Her friend was sent home, and Malik came back to Creswell wearing a surgical mask, which now hangs on her bulletin board.
“[My roommate] was like, ‘did you pick up something? Don’t cough on me!’” Malik said.
But the University’s concern with the virus does not end with its Athens campus, as Cooperative Extension agents reach out to elementary schools across the state with awareness programs.
Judy Ashley, the 4-H youth development coordinator for Walton County, helped to create and implement a program with an emphasis on hand-washing techniques that is geared toward grades K-5.
The lesson begins with a video showing the difference between proper and improper hand-washing. Proper washing, Ashley said, includes bringing paper towels down first to turn on the faucet instead of touching public surfaces.
The program also touches on proper ways to control sneezes and coughs, she said, and tells students to stay home if they have a fever.
Though the program is not geared specifically toward preventing H1N1, Ashley said, she does ask if the students are aware of any illness that has been on the news a lot lately.

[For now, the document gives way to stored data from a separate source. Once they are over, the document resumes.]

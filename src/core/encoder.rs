//! # Attribute Encoder
//!
//! Encodes attribute values into the SPP binary wire profile.
//!
//! ## Wire Layouts
//! ```text
//! Boolean             [flag(1)]
//! Octet..Long, floats [fixed width, big-endian]
//! ULong               [magnitude(8), big-endian unsigned]
//! Time/FineTime/Dur.  [seconds(4, signed)] [millis(3, signed)]
//! Blob/String         [size(2|4, signed)] [bytes(N)]
//! List                [count(2|4, unsigned)] [element]*
//! Nullable<T>         [present(1)] [T]?
//! ```

use bytes::{BufMut, Bytes, BytesMut};

use crate::core::attribute::{
    Attribute, AttributeKind, Blob, Duration, FineTime, Identifier, Time, Uri,
};
use crate::core::profile::WireProfile;
use crate::core::sink::ByteSink;
use crate::error::{ProtocolError, Result};

const MILLIS_PER_SECOND: i64 = 1000;

/// Clamp a magnitude into the unsigned 64-bit wire domain.
pub fn clamp_ulong(value: i128) -> u64 {
    value.clamp(0, i128::from(u64::MAX)) as u64
}

/// Split milliseconds into whole seconds and a non-negative millisecond part.
///
/// The millisecond part is always in `[0, 999]`; the seconds carry the sign.
pub fn split_millis(millis: i64) -> (i64, i32) {
    (
        millis.div_euclid(MILLIS_PER_SECOND),
        millis.rem_euclid(MILLIS_PER_SECOND) as i32,
    )
}

/// Encoder for one wire profile, writing into a [`ByteSink`].
#[derive(Debug)]
pub struct AttributeEncoder<B = BytesMut> {
    sink: ByteSink<B>,
    profile: WireProfile,
}

impl AttributeEncoder<BytesMut> {
    pub fn new(profile: WireProfile) -> Self {
        Self::with_sink(ByteSink::new(profile.length_field), profile)
    }

    pub fn into_bytes(self) -> Bytes {
        self.sink.freeze()
    }
}

impl<B: BufMut> AttributeEncoder<B> {
    pub fn with_buffer(buf: B, profile: WireProfile) -> Self {
        Self::with_sink(ByteSink::with_buffer(buf, profile.length_field), profile)
    }

    fn with_sink(sink: ByteSink<B>, profile: WireProfile) -> Self {
        Self { sink, profile }
    }

    pub fn profile(&self) -> WireProfile {
        self.profile
    }

    /// Direct access for fields this encoder has no dedicated rule for.
    pub fn sink(&mut self) -> &mut ByteSink<B> {
        &mut self.sink
    }

    pub fn len(&self) -> usize {
        self.sink.len()
    }

    pub fn is_empty(&self) -> bool {
        self.sink.is_empty()
    }

    pub fn into_inner(self) -> B {
        self.sink.into_inner()
    }

    pub fn encode_boolean(&mut self, value: bool) -> Result<()> {
        self.sink.put_bool(value);
        Ok(())
    }

    pub fn encode_octet(&mut self, value: i8) -> Result<()> {
        self.sink.put_i8(value);
        Ok(())
    }

    pub fn encode_uoctet(&mut self, value: u8) -> Result<()> {
        self.sink.put_u8(value);
        Ok(())
    }

    pub fn encode_short(&mut self, value: i16) -> Result<()> {
        self.sink.put_i16(value);
        Ok(())
    }

    pub fn encode_ushort(&mut self, value: u16) -> Result<()> {
        self.sink.put_u16(value);
        Ok(())
    }

    pub fn encode_integer(&mut self, value: i32) -> Result<()> {
        self.sink.put_i32(value);
        Ok(())
    }

    pub fn encode_uinteger(&mut self, value: u32) -> Result<()> {
        self.sink.put_u32(value);
        Ok(())
    }

    pub fn encode_long(&mut self, value: i64) -> Result<()> {
        self.sink.put_i64(value);
        Ok(())
    }

    /// Eight bytes, big-endian unsigned. Negative input is written as 0 and
    /// anything above `u64::MAX` as `u64::MAX`.
    pub fn encode_ulong(&mut self, value: impl Into<i128>) -> Result<()> {
        self.sink.put_u64(clamp_ulong(value.into()));
        Ok(())
    }

    pub fn encode_float(&mut self, value: f32) -> Result<()> {
        self.sink.put_f32(value);
        Ok(())
    }

    pub fn encode_double(&mut self, value: f64) -> Result<()> {
        self.sink.put_f64(value);
        Ok(())
    }

    /// A blob without a value is written as the `-1` size sentinel.
    pub fn encode_blob(&mut self, value: &Blob) -> Result<()> {
        self.sink.put_sized_bytes(value.value())
    }

    pub fn encode_string(&mut self, value: &str) -> Result<()> {
        self.sink.put_string(value)
    }

    pub fn encode_identifier(&mut self, value: &Identifier) -> Result<()> {
        self.sink.put_string(value.as_str())
    }

    pub fn encode_uri(&mut self, value: &Uri) -> Result<()> {
        self.sink.put_string(value.as_str())
    }

    pub fn encode_time(&mut self, value: Time) -> Result<()> {
        self.put_seconds_millis("Time", value.as_millis())
    }

    pub fn encode_fine_time(&mut self, value: FineTime) -> Result<()> {
        self.put_seconds_millis("FineTime", value.as_millis())
    }

    pub fn encode_duration(&mut self, value: Duration) -> Result<()> {
        let scaled = (value.as_secs_f64() * MILLIS_PER_SECOND as f64).round();
        if !scaled.is_finite() {
            return Err(ProtocolError::ValueOutOfRange {
                field: "Duration",
                value: 0,
            });
        }
        self.put_seconds_millis("Duration", scaled as i64)
    }

    fn put_seconds_millis(&mut self, field: &'static str, millis: i64) -> Result<()> {
        let (seconds, millis_part) = split_millis(millis);
        let seconds = i32::try_from(seconds).map_err(|_| ProtocolError::ValueOutOfRange {
            field,
            value: i128::from(millis),
        })?;
        self.sink.put_i32(seconds);
        self.sink.put_raw(&millis_part.to_be_bytes()[1..]);
        Ok(())
    }

    /// Flag byte, then the ordinary encoding when a value is present.
    pub fn encode_nullable<T, F>(&mut self, value: Option<T>, encode: F) -> Result<()>
    where
        F: FnOnce(&mut Self, T) -> Result<()>,
    {
        match value {
            Some(value) => {
                self.sink.put_bool(true);
                encode(self, value)
            }
            None => {
                self.sink.put_bool(false);
                Ok(())
            }
        }
    }

    pub fn encode_nullable_boolean(&mut self, value: Option<bool>) -> Result<()> {
        self.encode_nullable(value, Self::encode_boolean)
    }

    pub fn encode_nullable_ulong(&mut self, value: Option<impl Into<i128>>) -> Result<()> {
        self.encode_nullable(value, |encoder, value| encoder.encode_ulong(value))
    }

    pub fn encode_nullable_time(&mut self, value: Option<Time>) -> Result<()> {
        self.encode_nullable(value, Self::encode_time)
    }

    pub fn encode_nullable_fine_time(&mut self, value: Option<FineTime>) -> Result<()> {
        self.encode_nullable(value, Self::encode_fine_time)
    }

    pub fn encode_nullable_duration(&mut self, value: Option<Duration>) -> Result<()> {
        self.encode_nullable(value, Self::encode_duration)
    }

    /// A missing blob and a blob without a value both encode as absent.
    pub fn encode_nullable_blob(&mut self, value: Option<&Blob>) -> Result<()> {
        let value = value.filter(|blob| !blob.is_null_value());
        self.encode_nullable(value, Self::encode_blob)
    }

    pub fn encode_nullable_string(&mut self, value: Option<&str>) -> Result<()> {
        self.encode_nullable(value, Self::encode_string)
    }

    pub fn encode_nullable_identifier(&mut self, value: Option<&Identifier>) -> Result<()> {
        self.encode_nullable(value, Self::encode_identifier)
    }

    pub fn encode_nullable_uri(&mut self, value: Option<&Uri>) -> Result<()> {
        self.encode_nullable(value, Self::encode_uri)
    }

    /// Attribute tag as one unsigned byte, shifted by the profile's tag offset.
    pub fn encode_attribute_kind(&mut self, kind: AttributeKind) -> Result<()> {
        let tag = i16::from(kind.short_form()) + self.profile.attribute_tag_offset;
        let tag = u8::try_from(tag).map_err(|_| ProtocolError::ValueOutOfRange {
            field: "AttributeKind",
            value: i128::from(tag),
        })?;
        self.sink.put_u8(tag);
        Ok(())
    }

    /// Tag followed by the value, for fields that may hold any attribute.
    pub fn encode_attribute(&mut self, value: &Attribute) -> Result<()> {
        self.encode_attribute_kind(value.kind())?;
        match value {
            Attribute::Blob(v) => self.encode_blob(v),
            Attribute::Boolean(v) => self.encode_boolean(*v),
            Attribute::Duration(v) => self.encode_duration(*v),
            Attribute::Float(v) => self.encode_float(*v),
            Attribute::Double(v) => self.encode_double(*v),
            Attribute::Identifier(v) => self.encode_identifier(v),
            Attribute::Octet(v) => self.encode_octet(*v),
            Attribute::UOctet(v) => self.encode_uoctet(*v),
            Attribute::Short(v) => self.encode_short(*v),
            Attribute::UShort(v) => self.encode_ushort(*v),
            Attribute::Integer(v) => self.encode_integer(*v),
            Attribute::UInteger(v) => self.encode_uinteger(*v),
            Attribute::Long(v) => self.encode_long(*v),
            Attribute::ULong(v) => self.encode_ulong(*v),
            Attribute::String(v) => self.encode_string(v),
            Attribute::Time(v) => self.encode_time(*v),
            Attribute::FineTime(v) => self.encode_fine_time(*v),
            Attribute::Uri(v) => self.encode_uri(v),
        }
    }

    pub fn encode_nullable_attribute(&mut self, value: Option<&Attribute>) -> Result<()> {
        self.encode_nullable(value, Self::encode_attribute)
    }

    /// Write the count prefix and return an encoder for exactly `count` elements.
    pub fn create_list_encoder(&mut self, count: usize) -> Result<ListEncoder<'_, B>> {
        self.sink.put_count(count)?;
        Ok(ListEncoder {
            encoder: self,
            declared: count,
            written: 0,
        })
    }

    pub fn encode_list<T, F>(&mut self, values: &[T], mut encode: F) -> Result<()>
    where
        F: FnMut(&mut Self, &T) -> Result<()>,
    {
        let mut list = self.create_list_encoder(values.len())?;
        for value in values {
            list.element(|encoder| encode(encoder, value))?;
        }
        list.finish()
    }
}

/// Element writer returned by [`AttributeEncoder::create_list_encoder`].
#[derive(Debug)]
pub struct ListEncoder<'a, B> {
    encoder: &'a mut AttributeEncoder<B>,
    declared: usize,
    written: usize,
}

impl<B: BufMut> ListEncoder<'_, B> {
    /// Encode the next element. Fails once the declared count is reached.
    pub fn element<F>(&mut self, encode: F) -> Result<()>
    where
        F: FnOnce(&mut AttributeEncoder<B>) -> Result<()>,
    {
        if self.written == self.declared {
            return Err(ProtocolError::ListLengthMismatch {
                declared: self.declared,
                written: self.written + 1,
            });
        }
        encode(&mut *self.encoder)?;
        self.written += 1;
        Ok(())
    }

    pub fn remaining(&self) -> usize {
        self.declared - self.written
    }

    /// Check that every declared element was written.
    pub fn finish(self) -> Result<()> {
        if self.written != self.declared {
            return Err(ProtocolError::ListLengthMismatch {
                declared: self.declared,
                written: self.written,
            });
        }
        Ok(())
    }
}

“Most of them have heard of it,” she said in a telephone interview Wednesday.
“I explained to them that it is a different flu than we’ve ever seen,” Ashley said, “but that doesn’t mean it’s more deadly, it just spreads faster and can infect more people at the same time. We want to dispel the myth that people who get it are going to die.”
Judy Harrison, a food and nutrition professor and extension food specialist in the College of Family and Consumer Sciences, helped the Walton County Extension Agents come up with materials and lessons to use in their program, including Glitterbug Lotion.
“It’s purchased to use to teach hand-washing,” she said in a telephone interview Thursday. “It helps kids understand how much they have to rub their hands together and pay attention to their fingernails.”
Harrison said the lotion has “little particles in it that represent germs.”
Ashley said students put the lotion on and touch items such as pencils and shake each others’ hands. They then put their hands under a black light, which shows the transfer of the lotion’s particles onto other surfaces.
“It’s a demonstration of how germs transfer,” she said, adding the extension agents make sure to teach students the particles are not actually germs.
Ashley said they teach students to call it H1N1, not swine flu.
Harrison said this is because H1N1 is not a food safety issue, despite the popular name.
“Cooking – even if you had pork that was infected – would kill the virus,” she said.
J. Scott Angle, Dean of the College of Agricultural and Environmental Sciences, said these programs are a way to share research-based information to minimize the spread of disease.
“This is exactly why we have Cooperative Extension,” he said in a telephone interview Thursday, “to keep families happy, healthy and prosperous.”